[Opening Task input section]

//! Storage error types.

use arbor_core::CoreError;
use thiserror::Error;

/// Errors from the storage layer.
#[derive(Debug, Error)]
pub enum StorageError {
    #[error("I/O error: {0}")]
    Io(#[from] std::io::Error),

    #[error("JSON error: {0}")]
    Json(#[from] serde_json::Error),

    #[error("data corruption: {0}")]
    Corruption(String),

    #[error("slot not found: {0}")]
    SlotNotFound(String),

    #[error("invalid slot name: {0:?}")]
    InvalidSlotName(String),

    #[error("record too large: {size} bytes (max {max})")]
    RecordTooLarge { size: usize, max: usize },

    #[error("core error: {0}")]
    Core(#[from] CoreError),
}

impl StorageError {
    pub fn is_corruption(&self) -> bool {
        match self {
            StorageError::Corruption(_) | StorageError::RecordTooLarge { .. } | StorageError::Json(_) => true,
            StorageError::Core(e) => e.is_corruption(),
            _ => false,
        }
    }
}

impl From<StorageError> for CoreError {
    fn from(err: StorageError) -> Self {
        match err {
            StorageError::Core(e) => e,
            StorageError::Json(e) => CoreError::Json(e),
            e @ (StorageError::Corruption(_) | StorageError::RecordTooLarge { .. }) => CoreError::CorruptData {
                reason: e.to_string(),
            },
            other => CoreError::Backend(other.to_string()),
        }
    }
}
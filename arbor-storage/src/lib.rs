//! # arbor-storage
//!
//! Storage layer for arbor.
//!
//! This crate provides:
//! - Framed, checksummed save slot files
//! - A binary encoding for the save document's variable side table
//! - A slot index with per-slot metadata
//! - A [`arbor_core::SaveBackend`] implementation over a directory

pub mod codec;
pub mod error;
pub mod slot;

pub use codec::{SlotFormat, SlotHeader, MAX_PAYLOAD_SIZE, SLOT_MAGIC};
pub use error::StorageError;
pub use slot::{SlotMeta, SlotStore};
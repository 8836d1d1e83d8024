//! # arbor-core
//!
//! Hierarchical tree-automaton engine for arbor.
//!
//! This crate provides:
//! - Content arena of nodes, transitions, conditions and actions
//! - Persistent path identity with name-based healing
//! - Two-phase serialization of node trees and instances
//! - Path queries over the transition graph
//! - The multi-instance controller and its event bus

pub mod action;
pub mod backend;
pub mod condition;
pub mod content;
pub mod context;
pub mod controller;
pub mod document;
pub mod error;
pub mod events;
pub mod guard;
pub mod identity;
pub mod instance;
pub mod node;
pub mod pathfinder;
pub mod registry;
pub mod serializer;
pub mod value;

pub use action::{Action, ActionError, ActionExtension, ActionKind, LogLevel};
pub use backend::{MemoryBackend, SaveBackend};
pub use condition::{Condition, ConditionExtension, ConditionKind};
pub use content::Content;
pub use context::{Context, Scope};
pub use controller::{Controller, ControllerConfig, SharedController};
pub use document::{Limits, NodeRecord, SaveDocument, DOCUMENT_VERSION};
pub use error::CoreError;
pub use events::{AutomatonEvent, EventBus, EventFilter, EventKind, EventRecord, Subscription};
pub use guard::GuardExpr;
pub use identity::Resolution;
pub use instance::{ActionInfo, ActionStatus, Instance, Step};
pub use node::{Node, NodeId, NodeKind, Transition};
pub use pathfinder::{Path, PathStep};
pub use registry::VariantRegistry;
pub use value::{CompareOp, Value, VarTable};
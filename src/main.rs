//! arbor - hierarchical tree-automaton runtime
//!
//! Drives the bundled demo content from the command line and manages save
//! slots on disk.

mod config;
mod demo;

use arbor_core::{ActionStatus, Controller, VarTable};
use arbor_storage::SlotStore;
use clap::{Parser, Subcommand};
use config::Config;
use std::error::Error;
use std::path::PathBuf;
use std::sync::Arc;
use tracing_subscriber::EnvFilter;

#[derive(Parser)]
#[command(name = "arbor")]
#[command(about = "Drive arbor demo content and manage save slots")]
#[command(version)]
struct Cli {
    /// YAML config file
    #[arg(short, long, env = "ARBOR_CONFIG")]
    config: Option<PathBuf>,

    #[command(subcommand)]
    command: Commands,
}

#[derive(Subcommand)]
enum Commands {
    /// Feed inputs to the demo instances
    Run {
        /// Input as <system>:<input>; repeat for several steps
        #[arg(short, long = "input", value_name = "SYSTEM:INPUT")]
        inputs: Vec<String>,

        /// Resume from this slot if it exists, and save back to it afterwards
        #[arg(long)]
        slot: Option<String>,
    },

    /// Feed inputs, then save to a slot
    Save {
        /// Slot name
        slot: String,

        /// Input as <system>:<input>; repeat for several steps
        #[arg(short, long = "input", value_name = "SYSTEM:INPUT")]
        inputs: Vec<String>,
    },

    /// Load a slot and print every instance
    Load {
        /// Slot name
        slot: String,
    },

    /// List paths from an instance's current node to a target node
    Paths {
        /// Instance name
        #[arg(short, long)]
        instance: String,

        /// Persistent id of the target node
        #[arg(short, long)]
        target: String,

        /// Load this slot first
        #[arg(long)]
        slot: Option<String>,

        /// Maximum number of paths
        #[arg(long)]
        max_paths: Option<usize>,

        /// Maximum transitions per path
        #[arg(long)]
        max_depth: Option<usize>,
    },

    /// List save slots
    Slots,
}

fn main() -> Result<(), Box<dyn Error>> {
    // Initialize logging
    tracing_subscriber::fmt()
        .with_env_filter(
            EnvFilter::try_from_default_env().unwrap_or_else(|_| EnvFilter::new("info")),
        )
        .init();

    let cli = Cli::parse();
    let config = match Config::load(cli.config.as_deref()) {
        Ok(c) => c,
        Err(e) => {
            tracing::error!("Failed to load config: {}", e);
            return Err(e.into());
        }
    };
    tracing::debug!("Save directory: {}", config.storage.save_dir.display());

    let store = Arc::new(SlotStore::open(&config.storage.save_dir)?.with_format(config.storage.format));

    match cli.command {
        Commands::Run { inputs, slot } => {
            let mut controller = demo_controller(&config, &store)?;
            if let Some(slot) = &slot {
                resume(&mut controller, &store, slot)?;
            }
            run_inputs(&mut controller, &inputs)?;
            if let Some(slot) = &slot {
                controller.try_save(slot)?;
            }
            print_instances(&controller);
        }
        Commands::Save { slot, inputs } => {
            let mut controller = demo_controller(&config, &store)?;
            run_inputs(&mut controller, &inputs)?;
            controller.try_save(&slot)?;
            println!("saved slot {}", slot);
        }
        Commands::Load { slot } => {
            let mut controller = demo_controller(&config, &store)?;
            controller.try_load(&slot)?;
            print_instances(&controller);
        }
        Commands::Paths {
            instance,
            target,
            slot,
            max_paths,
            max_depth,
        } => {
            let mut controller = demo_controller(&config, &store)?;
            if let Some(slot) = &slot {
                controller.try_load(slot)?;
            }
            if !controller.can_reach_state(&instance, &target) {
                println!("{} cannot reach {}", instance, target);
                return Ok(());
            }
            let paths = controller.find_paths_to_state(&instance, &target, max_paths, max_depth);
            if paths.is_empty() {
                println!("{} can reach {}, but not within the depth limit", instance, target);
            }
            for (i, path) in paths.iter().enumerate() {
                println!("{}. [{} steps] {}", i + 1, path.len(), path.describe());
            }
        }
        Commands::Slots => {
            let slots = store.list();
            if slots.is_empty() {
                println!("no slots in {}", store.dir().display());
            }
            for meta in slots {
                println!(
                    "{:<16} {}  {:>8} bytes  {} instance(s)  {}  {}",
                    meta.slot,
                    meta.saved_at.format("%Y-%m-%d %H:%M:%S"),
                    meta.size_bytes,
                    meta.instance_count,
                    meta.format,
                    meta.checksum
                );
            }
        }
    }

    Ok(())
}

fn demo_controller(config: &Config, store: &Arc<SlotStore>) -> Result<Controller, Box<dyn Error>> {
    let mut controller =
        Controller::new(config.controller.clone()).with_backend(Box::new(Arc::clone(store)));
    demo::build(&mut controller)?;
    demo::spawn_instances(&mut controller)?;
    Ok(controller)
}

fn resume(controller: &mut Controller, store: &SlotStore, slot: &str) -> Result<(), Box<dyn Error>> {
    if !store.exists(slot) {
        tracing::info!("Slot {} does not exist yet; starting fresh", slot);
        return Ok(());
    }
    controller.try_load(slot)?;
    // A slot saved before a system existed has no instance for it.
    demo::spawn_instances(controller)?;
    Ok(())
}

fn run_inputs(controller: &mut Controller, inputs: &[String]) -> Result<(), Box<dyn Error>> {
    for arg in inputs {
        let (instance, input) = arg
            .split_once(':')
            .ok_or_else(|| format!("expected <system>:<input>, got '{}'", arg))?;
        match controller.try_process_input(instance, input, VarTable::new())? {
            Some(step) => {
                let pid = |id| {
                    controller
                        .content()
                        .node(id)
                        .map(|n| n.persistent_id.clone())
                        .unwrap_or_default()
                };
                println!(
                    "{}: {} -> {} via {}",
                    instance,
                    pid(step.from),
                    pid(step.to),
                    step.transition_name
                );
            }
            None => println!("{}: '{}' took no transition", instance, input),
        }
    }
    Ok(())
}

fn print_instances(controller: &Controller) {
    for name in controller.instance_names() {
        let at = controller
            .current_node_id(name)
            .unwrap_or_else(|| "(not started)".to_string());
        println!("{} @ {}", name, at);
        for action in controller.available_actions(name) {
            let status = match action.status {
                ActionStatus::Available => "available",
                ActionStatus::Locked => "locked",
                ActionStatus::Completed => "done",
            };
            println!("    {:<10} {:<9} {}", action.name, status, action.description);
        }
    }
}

[Closing Task input section]

## Directions
Sift the data above for lines with "directory", then copy each one.

## Task answer
//! - A [`arbor_core::SaveBackend`] implementation over a directory
    tracing::debug!("Save directory: {}", config.storage.save_dir.display());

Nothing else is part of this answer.